Les festins de noce et les banquets sont souvent l'occasion de se réjouir et de chanter. C'est aussi ce que faisaient et font toujours les Israélites lors de leurs célébrations religieuses comme pour la fête de la moisson (Pentecôte), celle des Cabanes et surtout la Pâque qui commémore leur libération d'Égypte. Avant de manger l'agneau pascal, ils chantent les Psaumes 113 et 114, puis après le repas, les Psaumes 115 à 118.

Ces 6 cantiques constituent la série qui s'appelle Hallel parce qu'ils commencent et finissent par Alléluia. Ils furent rédigés au retour de l'exil babylonien dans le but de louer la bonté et la fidélité de l'Éternel, le Dieu de la création et de la rédemption. Le Psaume 114 évoque de façon poétique et pittoresque les phénomènes naturels qui accompagnèrent la sortie d'Égypte, leur séjour dans le désert, et l'entrée dans le pays promis.

Versets 1-2

Je commence à le lire.

Quand Israël sortit d'Égypte, quand les descendants de Jacob quittèrent un peuple étranger, Juda devint le sanctuaire de l'Éternel et Israël son empire (Psaumes 114.1-2).

Quand Abraham séjournait dans le pays de Canaan, il était immigré. C'est alors que l'Éternel lui a dit que ses descendants iraient en Égypte et deviendraient une grande nation. Effectivement, c'est là que les Hébreux devinrent très nombreux, ce qui leur valut d'être persécutés. Le livre de l'Exode raconte en détail toutes leurs souffrances.

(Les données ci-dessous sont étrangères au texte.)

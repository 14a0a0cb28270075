//! HTTP fetcher for the Bilibili web API
//!
//! This module provides the transport used by the comment client:
//! - User-Agent rotation (or a fixed agent from configuration)
//! - Referer and optional login cookie headers
//! - An explicit per-request timeout
//! - Decoding of the `{code, message, data}` response envelope
//!
//! It performs exactly one request per call. Retrying is left to callers.

use rand::seq::SliceRandom;
use reqwest::{
    header::{HeaderMap, HeaderValue, ACCEPT, ACCEPT_LANGUAGE, COOKIE, REFERER, USER_AGENT},
    Client, StatusCode,
};
use serde::de::DeserializeOwned;
use serde::Deserialize;
use std::time::Duration;

use crate::config::Config;
use crate::models::Credential;
use crate::utils::error::FetchError;

/// Pool of realistic User-Agent strings for rotation
const USER_AGENTS: &[&str] = &[
    "Mozilla/5.0 (Windows NT 10.0; Win64; x64) AppleWebKit/537.36 (KHTML, like Gecko) Chrome/120.0.0.0 Safari/537.36",
    "Mozilla/5.0 (Macintosh; Intel Mac OS X 10_15_7) AppleWebKit/537.36 (KHTML, like Gecko) Chrome/120.0.0.0 Safari/537.36",
    "Mozilla/5.0 (Windows NT 10.0; Win64; x64; rv:121.0) Gecko/20100101 Firefox/121.0",
    "Mozilla/5.0 (Macintosh; Intel Mac OS X 10_15_7) AppleWebKit/605.1.15 (KHTML, like Gecko) Version/17.2 Safari/605.1.15",
];

/// Default API host
pub const DEFAULT_BASE_URL: &str = "https://api.bilibili.com";

/// Default referer; the API rejects some requests without one
pub const DEFAULT_REFERER: &str = "https://www.bilibili.com";

/// Response envelope shared by all `x/...` endpoints
#[derive(Debug, Clone, Deserialize)]
pub struct ApiEnvelope<T> {
    /// 0 on success
    pub code: i64,

    #[serde(default)]
    pub message: String,

    /// Absent or `null` on most errors
    pub data: Option<T>,
}

/// Bilibili API fetcher
pub struct BiliFetcher {
    /// HTTP client with configured timeout and compression
    client: Client,

    /// API host, overridable for mock servers
    base_url: String,

    /// Referer header value
    referer: String,

    /// Fixed user agent; rotated when `None`
    user_agent: Option<String>,
}

impl BiliFetcher {
    /// Create a fetcher against the public API with the given timeout
    ///
    /// # Errors
    ///
    /// Returns `FetchError::Http` if the HTTP client cannot be created
    pub fn new(timeout: Duration) -> Result<Self, FetchError> {
        Self::with_base_url(DEFAULT_BASE_URL, timeout)
    }

    /// Create a fetcher against a custom host (used by tests with mock servers)
    ///
    /// # Errors
    ///
    /// Returns `FetchError::Http` if the HTTP client cannot be created
    pub fn with_base_url(base_url: &str, timeout: Duration) -> Result<Self, FetchError> {
        let client = Client::builder().timeout(timeout).gzip(true).build()?;

        Ok(Self {
            client,
            base_url: base_url.trim_end_matches('/').to_string(),
            referer: DEFAULT_REFERER.to_string(),
            user_agent: None,
        })
    }

    /// Create a fetcher from configuration
    ///
    /// # Errors
    ///
    /// Returns `FetchError::Http` if the HTTP client cannot be created
    pub fn from_config(config: &Config) -> Result<Self, FetchError> {
        let mut fetcher = Self::with_base_url(&config.api.base_url, config.request_timeout())?;
        fetcher.referer = config.api.referer.clone();
        fetcher.user_agent = config.api.user_agent.clone();
        Ok(fetcher)
    }

    /// API host this fetcher talks to
    pub fn base_url(&self) -> &str {
        &self.base_url
    }

    /// Issue one GET and decode the response envelope
    ///
    /// # Arguments
    ///
    /// * `path` - Endpoint path, e.g. `/x/v2/reply`
    /// * `query` - Query parameters
    /// * `credential` - Optional login cookies
    ///
    /// # Errors
    ///
    /// - `FetchError::NotFound` on HTTP 404
    /// - `FetchError::ServerError` on any other non-success status
    /// - `FetchError::Timeout` when the request times out
    /// - `FetchError::Decode` when the body is not a valid envelope
    pub async fn get_json<T: DeserializeOwned>(
        &self,
        path: &str,
        query: &[(&str, String)],
        credential: Option<&Credential>,
    ) -> Result<ApiEnvelope<T>, FetchError> {
        let url = format!("{}{path}", self.base_url);
        let headers = self.build_headers(credential);

        tracing::debug!(url = %url, query = ?query, "Requesting API");

        let response = self
            .client
            .get(&url)
            .headers(headers)
            .query(query)
            .send()
            .await
            .map_err(|e| {
                if e.is_timeout() {
                    FetchError::Timeout
                } else {
                    FetchError::Http(e)
                }
            })?;

        let status = response.status();
        if status == StatusCode::NOT_FOUND {
            return Err(FetchError::NotFound(format!("{path} returned 404")));
        }
        if !status.is_success() {
            return Err(FetchError::ServerError(status.as_u16()));
        }

        let body = response.bytes().await.map_err(|e| {
            if e.is_timeout() {
                FetchError::Timeout
            } else {
                FetchError::Http(e)
            }
        })?;

        serde_json::from_slice::<ApiEnvelope<T>>(&body)
            .map_err(|e| FetchError::Decode(format!("invalid response from {path}: {e}")))
    }

    /// Build HTTP headers for API requests
    fn build_headers(&self, credential: Option<&Credential>) -> HeaderMap {
        let mut headers = HeaderMap::new();

        let user_agent = self
            .user_agent
            .as_deref()
            .unwrap_or_else(|| self.random_user_agent());
        if let Ok(value) = HeaderValue::from_str(user_agent) {
            headers.insert(USER_AGENT, value);
        }

        headers.insert(
            ACCEPT,
            HeaderValue::from_static("application/json, text/plain, */*"),
        );
        headers.insert(
            ACCEPT_LANGUAGE,
            HeaderValue::from_static("zh-CN,zh;q=0.9,en-US;q=0.8,en;q=0.7"),
        );

        if let Ok(referer) = HeaderValue::from_str(&self.referer) {
            headers.insert(REFERER, referer);
        }

        if let Some(credential) = credential {
            match HeaderValue::from_str(&credential.cookie_header()) {
                Ok(mut cookie) => {
                    cookie.set_sensitive(true);
                    headers.insert(COOKIE, cookie);
                }
                Err(_) => {
                    tracing::warn!("Credential contains invalid header characters, sending anonymously")
                }
            }
        }

        headers
    }

    /// Get a random user agent from the pool
    fn random_user_agent(&self) -> &'static str {
        let mut rng = rand::thread_rng();
        USER_AGENTS.choose(&mut rng).unwrap_or(&USER_AGENTS[0])
    }
}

Mais l'Éternel, qui avait arbitrairement choisi Israël pour qu'il soit son peuple, fut fidèle à l'alliance qu'il avait établie avec Abraham et les délivra de l'esclavage.

À l'origine, Dieu voulait que toute la nation, et pas seulement la tribu de Lévi, ait une vocation sacerdotale, devienne ses émissaires et le fasse connaître au monde entier. Ce projet se réalisera pendant le règne de 1 000 ans de Jésus-Christ sur terre.

Versets 3-6

Je continue.

La mer le vit et prit la fuite, le Jourdain reflua, et toutes les montagnes se mirent à bondir ainsi que des béliers. Et toutes les collines se mirent à sauter ainsi que des cabris. Qu'avais-tu, mer, pour fuir ainsi ? Et toi, Jourdain, pour refluer ? Et vous, montagnes, qu'aviez-vous pour bondir comme des béliers ? Et vous, collines, pour sauter comme des cabris ? (Psaumes 114.3-6).

Le psalmiste personnifie la Mer Rouge qui s'enfuit, le Jourdain qui recule, et les montagnes, et les collines qui bondissent devant le passage d'Israël. Parce que ce peuple appartient en propre à l'Éternel, toute la création tremble devant lui.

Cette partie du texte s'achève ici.